Hematocrit has been traditionally measured by withdrawing or diverting blood from the body of a mammalian patient. Such in vitro or in vivo techniques that are invasive to body cause complications in the condition of the patient and those treating the patient. Any invasive diagnostic or monitoring procedure is less preferred by a mammalian patient than a noninvasive procedure. Blood-borne diseases are a source of concern for those treating the patient.
Invasive procedures for determining hematocrit where a sample of blood is withdrawn are disclosed in U.S. Pat. Nos. 3,923,397 (Shuck) and 5,200,345 (Young) and in European Patent Publication 0 419 222 A2 (Callis et al.)
Invasive procedures for determining hematocrit where a sample of blood is diverted from the bloodstream of a patient are disclosed in U.S. Pat. Nos. 4,227,814 (Soodak et al.); 4,303,336 (Cullis); and 4,447,150 (Heinemann); and in European Patent Publication 0 419 223 A2 (Callis et al.).
Invasive procedures for determining hematocrit where a probe is inserted into the body is disclosed in U.S. Pat. Nos. 4,776,340 (Moran et al.) and 4,936,679 (Mersch).
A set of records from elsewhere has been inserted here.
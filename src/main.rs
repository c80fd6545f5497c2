fn main() {
    if let Err(err) = minimal_notes::entry() {
        eprintln!("{err}");
        std::process::exit(1);
    }
}
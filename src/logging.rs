use tracing_subscriber::EnvFilter;

/// Install the stderr subscriber. Filter comes from `MINIMAL_NOTES_LOG`
/// (e.g. `minimal_notes=debug`), falling back to warnings only.
pub fn init() {
    let filter = EnvFilter::try_from_env("MINIMAL_NOTES_LOG")
        .unwrap_or_else(|_| EnvFilter::new(crate::config::DEFAULT_LOG_FILTER));
    // A subscriber may already be set when the library is embedded.
    let _ = tracing_subscriber::fmt()
        .with_env_filter(filter)
        .with_writer(std::io::stderr)
        .with_target(false)
        .try_init();
}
Noninvasive procedures for predicting hematocrit can employ magnetic resonance, as disclosed in U.S. Pat. No. 5,233,991 (Wright); or impedance plethysmography, as disclosed in U.S. Pat. Nos. 4,562,843 (Djordjevich et al.) and U.S. Pat. No. 4,548,211 (Marks).
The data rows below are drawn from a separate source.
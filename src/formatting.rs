use chrono::{DateTime, Local, TimeZone, Utc};
use yansi::Paint;

/// Color palette for consistent theming
pub struct ColorPalette {
    pub primary: (u8, u8, u8),   // ids, actions
    pub secondary: (u8, u8, u8), // titles
    pub timestamp: (u8, u8, u8), // timestamps
    pub muted: (u8, u8, u8),     // placeholders, separators
}

impl ColorPalette {
    pub const CATPPUCCIN: Self = Self {
        primary: (108, 112, 134),   // Gray
        secondary: (148, 226, 213), // Teal
        timestamp: (137, 180, 250), // Blue
        muted: (88, 91, 112),       // Surface
    };
}

/// Formatting context passed through rendering pipeline
pub struct FormatContext {
    pub use_color: bool,
    pub palette: ColorPalette,
}

impl FormatContext {
    pub fn new(use_color: bool) -> Self {
        Self { use_color, palette: ColorPalette::CATPPUCCIN }
    }

    fn paint(&self, text: &str, (r, g, b): (u8, u8, u8), bold: bool) -> String {
        if !self.use_color {
            return text.to_string();
        }
        let painted = Paint::rgb(text, r, g, b);
        if bold { painted.bold().to_string() } else { painted.to_string() }
    }

    pub fn format_id(&self, id: &str) -> String {
        self.paint(id, self.palette.primary, false)
    }

    pub fn format_header(&self, text: &str) -> String {
        self.paint(text, self.palette.secondary, true)
    }

    pub fn format_timestamp(&self, ts: &str) -> String {
        self.paint(ts, self.palette.timestamp, false)
    }

    pub fn format_muted(&self, text: &str) -> String {
        self.paint(text, self.palette.muted, false)
    }
}

/// Timestamp formatting with relative/absolute modes
pub struct TimeFormatter {
    relative_mode: bool,
    now_ms: i64,
}

impl TimeFormatter {
    pub fn new(relative_mode: bool, now_ms: i64) -> Self {
        Self { relative_mode, now_ms }
    }

    pub fn format(&self, ms: i64) -> String {
        if self.relative_mode {
            return self.format_relative(ms);
        }
        match Local.timestamp_millis_opt(ms).single() {
            Some(dt) => format_local(&dt),
            None => ms.to_string(),
        }
    }

    pub fn format_relative(&self, ms: i64) -> String {
        let (Some(then), Some(now)) = (
            Utc.timestamp_millis_opt(ms).single(),
            Utc.timestamp_millis_opt(self.now_ms).single(),
        ) else {
            return ms.to_string();
        };
        let dur = now.signed_duration_since(then);
        let total_minutes = dur.num_minutes().max(0);
        let total_hours = dur.num_hours().max(0);
        let total_days = dur.num_days().max(0);

        if total_hours == 0 {
            if total_minutes == 0 {
                return "just now".to_string();
            }
            return format!("{}m ago", total_minutes);
        }
        if total_days == 0 {
            return format!("{}h ago", total_hours);
        }
        if total_days < 30 {
            let hours = (total_hours - total_days * 24).max(0);
            if hours > 0 {
                format!("{}d {}h ago", total_days, hours)
            } else {
                format!("{}d ago", total_days)
            }
        } else if total_days < 365 {
            let months = total_days / 30;
            let days = total_days % 30;
            if days > 0 {
                format!("{}mo {}d ago", months, days)
            } else {
                format!("{}mo ago", months)
            }
        } else {
            let years = total_days / 365;
            let months = (total_days % 365) / 30;
            if months > 0 {
                format!("{}y {}mo ago", years, months)
            } else {
                format!("{}y ago", years)
            }
        }
    }
}

/// `M/D/YYYY, h:mm:ss AM` in the given zone.
pub fn format_local<Tz: TimeZone>(dt: &DateTime<Tz>) -> String
where
    Tz::Offset: std::fmt::Display,
{
    dt.format("%-m/%-d/%Y, %-I:%M:%S %p").to_string()
}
Noninvasive procedures for predicting percent oxygen saturation employing photoplethysmography, commonly called pulse oximetry, are disclosed in U.S. Pat. Nos. 4,819,752 (Zelin) and 5,193,543 (Yelderman). In Zelin, light emitting diodes at two different wavelengths are employed, with corrections made for the pulsatile nature of blood flow, variations in the strength of the light source, variations in the thickness of tissue through which the light passes, variations in placement of the detector in respect of the location of the light emitters, and changes in the physiology of the non-pulsatile component. In Yelderman, light emitting diodes at two different wavelengths are also employed, with corrections made to improve resistance to interference from ambient artificial light, BOVIE electrocautery interference using AM modulation/demodulation techniques.
Noninvasive procedures for predicting hemoglobin, arterial oxygen content and hematocrit employing photoplethysmography is disclosed in U.S. Pat. No. 5,101,825 (Gravenstein et al.). In Gravenstein et al., the blood constituents are predicted by measuring the change in the mass of hemoglobin resulting from a measured change in the volume of blood. After total hemoglobin is predicted, hematocrit is approximated by multiplying total hemoglobin by a factor of three.
None of the known invasive procedures are preferable to either patient or practitioner if a truly noninvasive technique were available that could predict hematocrit accurately. None of the known noninvasive procedures predict hematocrit directly.
European Patent Publications 0 419 222 A2; 0 419 223 A2 (both Callis et al.); and 0 476 192 A2 (Callis) disclose methods for prediction of hematocrit using chemometric techniques and regression analysis that uses the spectral absorbance of water in the near infrared spectrum to provide the basis of prediction based on a two compartment model where one compartment has a different amount of water than the other compartment. But none of the Publications disclose a method or apparatus to noninvasively predict hematocrit.